(EXERCISE DATA begins)

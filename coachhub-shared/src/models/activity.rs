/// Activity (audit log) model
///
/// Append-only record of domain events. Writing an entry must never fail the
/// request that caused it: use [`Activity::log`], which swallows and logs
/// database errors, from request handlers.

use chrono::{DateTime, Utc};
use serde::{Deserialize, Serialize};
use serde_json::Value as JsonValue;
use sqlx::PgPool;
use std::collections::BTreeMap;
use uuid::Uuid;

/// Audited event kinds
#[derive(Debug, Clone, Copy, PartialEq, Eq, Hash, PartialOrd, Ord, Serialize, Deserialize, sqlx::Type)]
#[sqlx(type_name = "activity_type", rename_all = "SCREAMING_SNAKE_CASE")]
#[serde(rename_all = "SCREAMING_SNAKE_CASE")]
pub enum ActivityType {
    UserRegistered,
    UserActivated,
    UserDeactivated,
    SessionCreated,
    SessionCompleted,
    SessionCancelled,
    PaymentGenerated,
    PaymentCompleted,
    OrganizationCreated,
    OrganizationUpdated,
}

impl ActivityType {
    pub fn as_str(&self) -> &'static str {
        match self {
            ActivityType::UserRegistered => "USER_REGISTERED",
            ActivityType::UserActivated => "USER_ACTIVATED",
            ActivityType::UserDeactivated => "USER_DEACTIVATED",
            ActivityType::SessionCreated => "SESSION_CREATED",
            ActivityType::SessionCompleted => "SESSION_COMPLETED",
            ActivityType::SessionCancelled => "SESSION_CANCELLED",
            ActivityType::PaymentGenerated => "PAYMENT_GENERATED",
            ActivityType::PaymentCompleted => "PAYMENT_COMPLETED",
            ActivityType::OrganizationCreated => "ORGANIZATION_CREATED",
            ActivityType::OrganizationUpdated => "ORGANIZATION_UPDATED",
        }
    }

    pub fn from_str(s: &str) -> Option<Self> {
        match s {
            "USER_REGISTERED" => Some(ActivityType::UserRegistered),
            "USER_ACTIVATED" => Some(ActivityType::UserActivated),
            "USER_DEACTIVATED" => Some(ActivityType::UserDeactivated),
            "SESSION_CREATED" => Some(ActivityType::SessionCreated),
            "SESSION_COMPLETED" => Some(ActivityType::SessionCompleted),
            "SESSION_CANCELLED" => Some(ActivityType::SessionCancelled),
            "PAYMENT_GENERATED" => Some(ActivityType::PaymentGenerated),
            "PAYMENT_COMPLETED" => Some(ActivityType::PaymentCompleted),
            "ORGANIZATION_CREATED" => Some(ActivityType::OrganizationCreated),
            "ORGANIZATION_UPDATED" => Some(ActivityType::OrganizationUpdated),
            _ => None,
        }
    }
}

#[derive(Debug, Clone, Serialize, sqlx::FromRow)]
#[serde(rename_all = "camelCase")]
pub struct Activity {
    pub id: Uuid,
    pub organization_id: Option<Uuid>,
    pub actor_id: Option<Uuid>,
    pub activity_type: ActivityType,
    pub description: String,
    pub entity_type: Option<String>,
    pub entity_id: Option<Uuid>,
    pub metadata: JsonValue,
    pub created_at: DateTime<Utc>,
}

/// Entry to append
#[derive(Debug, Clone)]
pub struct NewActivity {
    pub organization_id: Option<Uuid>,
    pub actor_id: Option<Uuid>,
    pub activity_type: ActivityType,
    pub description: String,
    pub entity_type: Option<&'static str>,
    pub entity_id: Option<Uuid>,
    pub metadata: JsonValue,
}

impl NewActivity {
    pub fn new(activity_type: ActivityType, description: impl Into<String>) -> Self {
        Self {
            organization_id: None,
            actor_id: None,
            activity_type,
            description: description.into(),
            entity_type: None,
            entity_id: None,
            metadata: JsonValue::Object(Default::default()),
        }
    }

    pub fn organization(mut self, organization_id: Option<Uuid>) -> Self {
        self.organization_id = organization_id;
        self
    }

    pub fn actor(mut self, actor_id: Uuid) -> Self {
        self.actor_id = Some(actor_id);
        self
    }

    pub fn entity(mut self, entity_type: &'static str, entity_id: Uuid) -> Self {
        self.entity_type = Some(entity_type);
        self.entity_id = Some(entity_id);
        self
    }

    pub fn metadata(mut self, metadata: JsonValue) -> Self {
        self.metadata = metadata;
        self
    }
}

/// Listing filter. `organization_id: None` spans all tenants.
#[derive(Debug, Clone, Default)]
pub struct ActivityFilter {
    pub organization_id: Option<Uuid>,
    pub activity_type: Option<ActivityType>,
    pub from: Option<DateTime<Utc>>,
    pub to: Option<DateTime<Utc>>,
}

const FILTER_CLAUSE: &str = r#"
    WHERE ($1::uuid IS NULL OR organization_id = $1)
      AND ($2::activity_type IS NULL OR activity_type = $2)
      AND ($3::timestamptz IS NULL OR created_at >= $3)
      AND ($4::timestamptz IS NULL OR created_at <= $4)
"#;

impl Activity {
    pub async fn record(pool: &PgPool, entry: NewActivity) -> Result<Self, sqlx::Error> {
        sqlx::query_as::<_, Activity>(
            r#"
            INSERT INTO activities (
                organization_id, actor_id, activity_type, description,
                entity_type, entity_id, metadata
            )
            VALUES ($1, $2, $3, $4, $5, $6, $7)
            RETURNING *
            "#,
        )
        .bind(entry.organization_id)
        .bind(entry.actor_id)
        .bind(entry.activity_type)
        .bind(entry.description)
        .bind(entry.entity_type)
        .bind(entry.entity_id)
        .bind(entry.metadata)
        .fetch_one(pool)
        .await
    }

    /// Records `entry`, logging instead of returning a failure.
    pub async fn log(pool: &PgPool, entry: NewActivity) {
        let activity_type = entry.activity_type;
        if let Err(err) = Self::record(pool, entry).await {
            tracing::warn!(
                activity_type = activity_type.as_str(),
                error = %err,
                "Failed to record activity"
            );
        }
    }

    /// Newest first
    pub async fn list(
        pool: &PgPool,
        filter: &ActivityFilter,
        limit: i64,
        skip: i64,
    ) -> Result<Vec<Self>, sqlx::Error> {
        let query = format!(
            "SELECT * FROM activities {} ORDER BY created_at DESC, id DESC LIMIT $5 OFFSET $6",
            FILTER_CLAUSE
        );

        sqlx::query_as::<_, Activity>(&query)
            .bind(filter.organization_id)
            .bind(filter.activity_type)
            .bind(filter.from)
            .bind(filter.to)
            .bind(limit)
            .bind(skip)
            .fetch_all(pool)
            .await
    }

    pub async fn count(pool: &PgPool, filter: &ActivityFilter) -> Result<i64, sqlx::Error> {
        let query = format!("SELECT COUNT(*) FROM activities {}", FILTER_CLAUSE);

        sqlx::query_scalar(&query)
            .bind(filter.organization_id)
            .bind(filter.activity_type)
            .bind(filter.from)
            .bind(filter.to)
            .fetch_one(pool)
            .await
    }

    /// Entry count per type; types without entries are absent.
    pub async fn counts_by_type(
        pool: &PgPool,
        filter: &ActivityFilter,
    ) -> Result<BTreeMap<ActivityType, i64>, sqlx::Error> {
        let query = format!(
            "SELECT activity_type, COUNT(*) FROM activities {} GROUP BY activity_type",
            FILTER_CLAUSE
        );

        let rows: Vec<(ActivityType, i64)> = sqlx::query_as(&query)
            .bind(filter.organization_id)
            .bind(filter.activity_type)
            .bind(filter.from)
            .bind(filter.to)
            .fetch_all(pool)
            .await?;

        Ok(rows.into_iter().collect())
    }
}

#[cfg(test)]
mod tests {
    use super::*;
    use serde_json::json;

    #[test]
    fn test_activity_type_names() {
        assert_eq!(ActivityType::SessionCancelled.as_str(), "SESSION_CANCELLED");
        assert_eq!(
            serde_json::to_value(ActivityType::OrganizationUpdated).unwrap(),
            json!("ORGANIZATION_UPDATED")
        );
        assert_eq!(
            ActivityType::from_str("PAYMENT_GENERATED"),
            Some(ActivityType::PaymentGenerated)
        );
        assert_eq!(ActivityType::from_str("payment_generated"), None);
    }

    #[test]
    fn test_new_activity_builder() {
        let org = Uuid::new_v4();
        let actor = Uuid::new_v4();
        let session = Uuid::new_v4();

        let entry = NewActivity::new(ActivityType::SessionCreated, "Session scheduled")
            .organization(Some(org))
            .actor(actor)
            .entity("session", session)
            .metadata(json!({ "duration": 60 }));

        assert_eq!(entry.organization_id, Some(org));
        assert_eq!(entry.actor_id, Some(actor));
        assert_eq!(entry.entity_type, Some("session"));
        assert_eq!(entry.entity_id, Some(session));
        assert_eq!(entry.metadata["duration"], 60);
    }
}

(EXERCISE DATA ends)

REQUIRED WORK:
Filter the data, keeping only the lines that contain "String".

ANSWER TO THE PROBLEM:
    pub description: String,
    pub entity_type: Option<String>,
    pub description: String,
    pub fn new(activity_type: ActivityType, description: impl Into<String>) -> Self {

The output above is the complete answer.